What made you come to this conclusion?
| @@ -275,11 +266,10 @@ static void ccid3_hc_tx_no_feedback_timer(unsigned long data)
| ccid3_hc_tx_update_x(sk, &now);
| }
| /*
| - * Schedule no feedback timer to expire in
| - * max(t_RTO, 2 * s/X) = max(t_RTO, 2 * t_ipi)
| + * Schedule no feedback timer to expire in t_RTO
| * See comments in packet_recv() regarding the value of t_RTO.
| */
| - t_nfb = max(hctx->ccid3hctx_t_rto, 2 * hctx->ccid3hctx_t_ipi);
| + t_nfb = hctx->ccid3hctx_t_rto;
| break;
| case TFRC_SSTATE_NO_SENT:
| DCCP_BUG("%s(%p) - Illegal state NO_SENT", dccp_role(sk), sk);
| @@ -337,13 +327,13 @@ static int ccid3_hc_tx_send_packet(struct sock *sk, struct sk_buff *skb)
| hctx->ccid3hctx_x = hctx->ccid3hctx_s;
| hctx->ccid3hctx_x <<= 6;
|
| - /* First timeout, according to [RFC 3448, 4.2], is 1 second */
| - hctx->ccid3hctx_t_ipi = USEC_PER_SEC;
| /* Initial delta: minimum of 0.5 sec and t_gran/2 */
| hctx->ccid3hctx_delta = TFRC_OPSYS_HALF_TIME_GRAN;
|
| /* Set t_0 for initial packet */
| + /* First timeout, according to [RFC 3448, 4.2], is 1 second */
| hctx->ccid3hctx_t_nom = now;
| + timeval_add_usecs(&hctx->ccid3hctx_t_nom, USEC_PER_SEC);
BUG: The first packet will be delayed for 1 second instead of being sent immediately as specified
in RFC 3448, 4.6.
| break;
| case TFRC_SSTATE_NO_FBACK:
| case TFRC_SSTATE_FBACK:
| @@ -361,6 +351,7 @@ static int ccid3_hc_tx_send_packet(struct sock *sk, struct sk_buff *skb)
| return delay / 1000L;
|
| ccid3_hc_tx_update_win_count(hctx, &now);
| + ccid3_update_send_time(hctx);
Recalculating t_ipi, t_delta, and t_nom each time a packet is sent - very expensive.
| @@ -486,6 +474,7 @@ static void ccid3_hc_tx_packet_recv(struct sock *sk, struct sk_buff *skb)
| hctx->ccid3hctx_x = scaled_div(w_init << 6, r_sample);
| hctx->ccid3hctx_t_ld = now;
|
| + timeval_sub_usecs(&hctx->ccid3hctx_t_nom, USEC_PER_SEC);
| ccid3_update_send_time(hctx);
|
| ccid3_pr_debug("%s(%p), s=%u, MSS=%u, w_init=%u, "
Why this complicated code - it was simpler before.
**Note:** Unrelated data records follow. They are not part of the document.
//! Metric and threshold engine
//!
//! Metrics score `(targets, outputs)` pairs into a single float with a
//! polarity. They are stateless; the closed set of variants is
//! [`MetricKind`], tagged by `KIND`.

pub mod conversation;
pub mod evaluation;
pub mod sequence;
pub mod text;
pub mod threshold;

pub use conversation::AutogenConversationMetric;
pub use evaluation::{evaluate, EvaluationReport, MetricResult};
pub use text::{AutogenMetric, TextMetricType};
pub use threshold::Threshold;

use serde::{Deserialize, Serialize};

use crate::error::{ModelOpsError, Result};
use crate::models::Model;
use crate::schema::{Inputs, Outputs, Targets};

/// Scoring rule with a polarity
pub trait Metric: Send + Sync {
    /// Name used in reports and threshold matching
    fn name(&self) -> &str;

    /// Maximize (`true`) or minimize the score
    fn greater_is_better(&self) -> bool;

    /// Score outputs against targets
    fn score(&self, targets: &Targets, outputs: &Outputs) -> Result<f64>;

    /// Predict with `model` then score
    fn scorer(&self, model: &dyn Model, inputs: &Inputs, targets: &Targets) -> Result<f64> {
        let outputs = model.predict(inputs)?;
        self.score(targets, &outputs)
    }
}

/// Closed set of metric variants
#[derive(Debug, Clone, PartialEq, Serialize, Deserialize)]
#[serde(tag = "KIND")]
pub enum MetricKind {
    AutogenMetric(AutogenMetric),
    AutogenConversationMetric(AutogenConversationMetric),
}

impl MetricKind {
    fn inner(&self) -> &dyn Metric {
        match self {
            MetricKind::AutogenMetric(m) => m,
            MetricKind::AutogenConversationMetric(m) => m,
        }
    }
}

impl Metric for MetricKind {
    fn name(&self) -> &str {
        self.inner().name()
    }

    fn greater_is_better(&self) -> bool {
        self.inner().greater_is_better()
    }

    fn score(&self, targets: &Targets, outputs: &Outputs) -> Result<f64> {
        self.inner().score(targets, outputs)
    }
}

/// Default metric set: exact match on responses
pub fn default_metrics() -> Vec<MetricKind> {
    vec![MetricKind::AutogenMetric(AutogenMetric::new(
        "exact_match",
        "exact_match",
    ))]
}

/// Row counts must match and be non-zero
pub(crate) fn check_rows(targets: usize, outputs: usize) -> Result<()> {
    if targets != outputs {
        return Err(ModelOpsError::Misaligned {
            left: targets,
            right: outputs,
        });
    }
    if targets == 0 {
        return Err(ModelOpsError::ValidationError(
            "Cannot score zero rows".to_string(),
        ));
    }
    Ok(())
}

#[cfg(test)]
mod tests {
    use super::*;
    use crate::models::LookupModel;
    use serde_json::json;

    #[test]
    fn test_kind_tagged_config() {
        let metrics: Vec<MetricKind> = serde_json::from_value(json!([
            {"KIND": "AutogenMetric", "name": "sim", "metric_type": "similarity"},
            {"KIND": "AutogenConversationMetric", "name": "conv", "check_termination": false}
        ]))
        .unwrap();
        assert_eq!(metrics[0].name(), "sim");
        assert_eq!(metrics[1].name(), "conv");
        assert!(metrics[1].greater_is_better());
    }

    #[test]
    fn test_scorer_predicts_then_scores() {
        let mut model = LookupModel::default();
        let targets = Targets::from_pairs([("a", "1"), ("b", "2")]);
        model.fit(&targets.to_inputs(), &targets).unwrap();

        let metric = AutogenMetric::new("em", "exact_match");
        let score = metric.scorer(&model, &targets.to_inputs(), &targets).unwrap();
        assert_eq!(score, 1.0);
    }
}
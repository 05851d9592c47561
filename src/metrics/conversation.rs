//! Conversation quality metric over output metadata

use serde::{Deserialize, Serialize};

use super::Metric;
use crate::error::Result;
use crate::schema::{OutputRecord, Outputs, Targets};

fn default_true() -> bool {
    true
}

/// Scores termination and absence of error messages
///
/// Rows without metadata count as not terminated and error-free.
#[derive(Debug, Clone, PartialEq, Serialize, Deserialize)]
#[serde(deny_unknown_fields)]
pub struct AutogenConversationMetric {
    pub name: String,
    #[serde(default = "default_true")]
    pub greater_is_better: bool,
    #[serde(default = "default_true")]
    pub check_termination: bool,
    #[serde(default = "default_true")]
    pub check_error_messages: bool,
}

impl AutogenConversationMetric {
    pub fn new(name: impl Into<String>) -> Self {
        Self {
            name: name.into(),
            greater_is_better: true,
            check_termination: true,
            check_error_messages: true,
        }
    }

    pub fn with_checks(mut self, termination: bool, error_messages: bool) -> Self {
        self.check_termination = termination;
        self.check_error_messages = error_messages;
        self
    }
}

/// Marker message a conversation emits when it failed
pub const ERROR_MARKER: &str = "error";

/// Whether a message is exactly the error marker
pub fn is_error_marker(message: &str) -> bool {
    message == ERROR_MARKER
}

fn terminated(record: &OutputRecord) -> bool {
    record.metadata.as_ref().map(|m| m.terminated).unwrap_or(false)
}

fn has_error(record: &OutputRecord) -> bool {
    record
        .metadata
        .as_ref()
        .map(|m| m.messages.iter().any(|msg| is_error_marker(msg)))
        .unwrap_or(false)
}

impl Metric for AutogenConversationMetric {
    fn name(&self) -> &str {
        &self.name
    }

    fn greater_is_better(&self) -> bool {
        self.greater_is_better
    }

    fn score(&self, _targets: &Targets, outputs: &Outputs) -> Result<f64> {
        if !self.check_termination && !self.check_error_messages {
            return Ok(1.0);
        }
        let records = outputs.records();
        super::check_rows(records.len(), records.len())?;
        let rows = records.len() as f64;

        let mut score = 1.0;
        if self.check_termination {
            score *= records.iter().filter(|r| terminated(r)).count() as f64 / rows;
        }
        if self.check_error_messages {
            score *= 1.0 - records.iter().filter(|r| has_error(r)).count() as f64 / rows;
        }
        Ok(score)
    }
}
//! Chat backends
//!
//! A backend answers one prompt per call. The HTTP backend speaks the
//! OpenAI-compatible `/chat/completions` protocol; the echo backend answers
//! locally and is used for dry runs.

use std::fmt;
use std::time::Duration;

use serde::{Deserialize, Serialize};
use serde_json::{json, Value};
use thiserror::Error;

/// Failure of a single backend call
#[derive(Error, Debug, Clone, PartialEq)]
pub enum BackendError {
    #[error("request timed out after {0}s")]
    Timeout(u64),

    #[error("HTTP error: {0}")]
    Http(String),

    #[error("backend returned status {code}: {body}")]
    Status { code: u16, body: String },

    #[error("could not decode backend response: {0}")]
    Decode(String),
}

/// One prompt plus sampling options
#[derive(Debug, Clone, PartialEq, Serialize, Deserialize)]
pub struct ChatRequest {
    pub prompt: String,
    pub temperature: Option<f64>,
    pub max_tokens: Option<u64>,
}

impl ChatRequest {
    pub fn new(prompt: impl Into<String>) -> Self {
        Self {
            prompt: prompt.into(),
            temperature: None,
            max_tokens: None,
        }
    }

    pub fn with_temperature(mut self, temperature: f64) -> Self {
        self.temperature = Some(temperature);
        self
    }

    pub fn with_max_tokens(mut self, max_tokens: Option<u64>) -> Self {
        self.max_tokens = max_tokens;
        self
    }
}

/// A message returned by the backend
#[derive(Debug, Clone, PartialEq, Serialize, Deserialize)]
pub struct ChatMessage {
    pub role: String,
    pub text: String,
}

/// Backend answer to one request
#[derive(Debug, Clone, PartialEq, Serialize, Deserialize)]
pub struct ChatResponse {
    pub messages: Vec<ChatMessage>,
    /// Present when the backend signaled completion
    pub finish_reason: Option<String>,
}

impl ChatResponse {
    /// Text of all messages, newline separated
    pub fn text(&self) -> String {
        self.messages
            .iter()
            .map(|m| m.text.as_str())
            .collect::<Vec<_>>()
            .join("\n")
    }
}

/// Capability to complete a prompt
pub trait ChatBackend: Send + Sync + fmt::Debug {
    /// Provider name, for logs
    fn provider(&self) -> &str;

    /// Blocking round trip for one prompt
    fn complete(&self, request: &ChatRequest) -> Result<ChatResponse, BackendError>;
}

/// OpenAI-compatible HTTP backend
pub struct OpenAiChatBackend {
    client: reqwest::blocking::Client,
    model: String,
    api_key: String,
    endpoint: String,
    timeout: Duration,
}

impl OpenAiChatBackend {
    /// Build a client with a per-request timeout
    pub fn new(
        model: impl Into<String>,
        api_key: impl Into<String>,
        api_base: &str,
        timeout: Duration,
    ) -> Result<Self, BackendError> {
        let client = reqwest::blocking::Client::builder()
            .timeout(timeout)
            .build()
            .map_err(|e| BackendError::Http(e.to_string()))?;

        Ok(Self {
            client,
            model: model.into(),
            api_key: api_key.into(),
            endpoint: format!("{}/chat/completions", api_base.trim_end_matches('/')),
            timeout,
        })
    }

    pub fn endpoint(&self) -> &str {
        &self.endpoint
    }

    fn map_error(&self, err: reqwest::Error) -> BackendError {
        if err.is_timeout() {
            BackendError::Timeout(self.timeout.as_secs())
        } else {
            BackendError::Http(err.to_string())
        }
    }

    fn parse(body: &Value) -> Result<ChatResponse, BackendError> {
        let choices = body
            .get("choices")
            .and_then(Value::as_array)
            .filter(|c| !c.is_empty())
            .ok_or_else(|| BackendError::Decode("response has no choices".to_string()))?;

        let mut messages = Vec::with_capacity(choices.len());
        let mut finish_reason = None;
        for choice in choices {
            let message = choice
                .get("message")
                .ok_or_else(|| BackendError::Decode("choice has no message".to_string()))?;
            messages.push(ChatMessage {
                role: message
                    .get("role")
                    .and_then(Value::as_str)
                    .unwrap_or("assistant")
                    .to_string(),
                text: message
                    .get("content")
                    .and_then(Value::as_str)
                    .unwrap_or_default()
                    .to_string(),
            });
            if finish_reason.is_none() {
                finish_reason = choice
                    .get("finish_reason")
                    .and_then(Value::as_str)
                    .map(String::from);
            }
        }

        Ok(ChatResponse {
            messages,
            finish_reason,
        })
    }
}

impl fmt::Debug for OpenAiChatBackend {
    fn fmt(&self, f: &mut fmt::Formatter<'_>) -> fmt::Result {
        f.debug_struct("OpenAiChatBackend")
            .field("model", &self.model)
            .field("endpoint", &self.endpoint)
            .field("timeout", &self.timeout)
            .finish_non_exhaustive()
    }
}

impl ChatBackend for OpenAiChatBackend {
    fn provider(&self) -> &str {
        "openai"
    }

    fn complete(&self, request: &ChatRequest) -> Result<ChatResponse, BackendError> {
        let mut body = json!({
            "model": self.model,
            "messages": [{"role": "user", "content": request.prompt}],
        });
        if let Some(temperature) = request.temperature {
            body["temperature"] = json!(temperature);
        }
        if let Some(max_tokens) = request.max_tokens {
            body["max_tokens"] = json!(max_tokens);
        }

        let mut builder = self.client.post(&self.endpoint).json(&body);
        if !self.api_key.is_empty() {
            builder = builder.bearer_auth(&self.api_key);
        }

        let response = builder.send().map_err(|e| self.map_error(e))?;
        let status = response.status();
        if !status.is_success() {
            let body = response.text().unwrap_or_default();
            return Err(BackendError::Status {
                code: status.as_u16(),
                body,
            });
        }

        let body: Value = response.json().map_err(|e| {
            if e.is_timeout() {
                self.map_error(e)
            } else {
                BackendError::Decode(e.to_string())
            }
        })?;
        Self::parse(&body)
    }
}

/// Local backend answering with the prompt itself
#[derive(Debug, Clone, Default)]
pub struct EchoBackend;

impl ChatBackend for EchoBackend {
    fn provider(&self) -> &str {
        "echo"
    }

    fn complete(&self, request: &ChatRequest) -> Result<ChatResponse, BackendError> {
        Ok(ChatResponse {
            messages: vec![ChatMessage {
                role: "assistant".to_string(),
                text: request.prompt.clone(),
            }],
            finish_reason: Some("stop".to_string()),
        })
    }
}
Now you first add 1 second, then send the packet
immediately and then you subtract again.
| @@ -539,11 +528,7 @@ static void ccid3_hc_tx_packet_recv(struct sock *sk, struct sk_buff *skb)
| hctx->ccid3hctx_t_rto = max_t(u32, 4 * hctx->ccid3hctx_rtt,
| CONFIG_IP_DCCP_CCID3_RTO *
| (USEC_PER_SEC/1000));
| - /*
| - * Schedule no feedback timer to expire in
| - * max(t_RTO, 2 * s/X) = max(t_RTO, 2 * t_ipi)
| - */
| - t_nfb = max(hctx->ccid3hctx_t_rto, 2 * hctx->ccid3hctx_t_ipi);
| + t_nfb = hctx->ccid3hctx_t_rto;
|
| ccid3_pr_debug("%s(%p), Scheduled no feedback timer to "
| "expire in %lu jiffies (%luus)\n",
BUG: This removes conformance with RFC 3448, section 4.3 and section 4.4.
^ permalink raw reply [flat|nested] 4+ messages in thread
* Re: NAK: [PATCH 1/1] DCCP: Fix up t_nom
2007-01-08 11:28 NAK: [PATCH 1/1] DCCP: Fix up t_nom Gerrit Renker
@ 2007-01-09 22:55 ` Ian McDonald
2007-01-10 10:13 ` Gerrit Renker
2007-01-13 4:54 ` Ian McDonald
2 siblings, 0 replies; 4+ messages in thread
From: Ian McDonald @ 2007-01-09 22:55 UTC (permalink / raw)
To: dccp
Gerrit,
Comments inline.
On 09/01/07, Gerrit Renker <gerrit@erg.abdn.ac.uk> wrote:
> Due to the following reasons:
> 1) The race condition is not tackled. As before, you allow several routines running
> asynchronously in software interrupts (timer interrupt, net backlog softirq) and
> in user context (dccp_sendmsg) to write/read on t_nom. Without locking, you will
> have the race condition that one routine performs a write (e.g. sub_usecs) while
> another performs a read and sends the packet to early.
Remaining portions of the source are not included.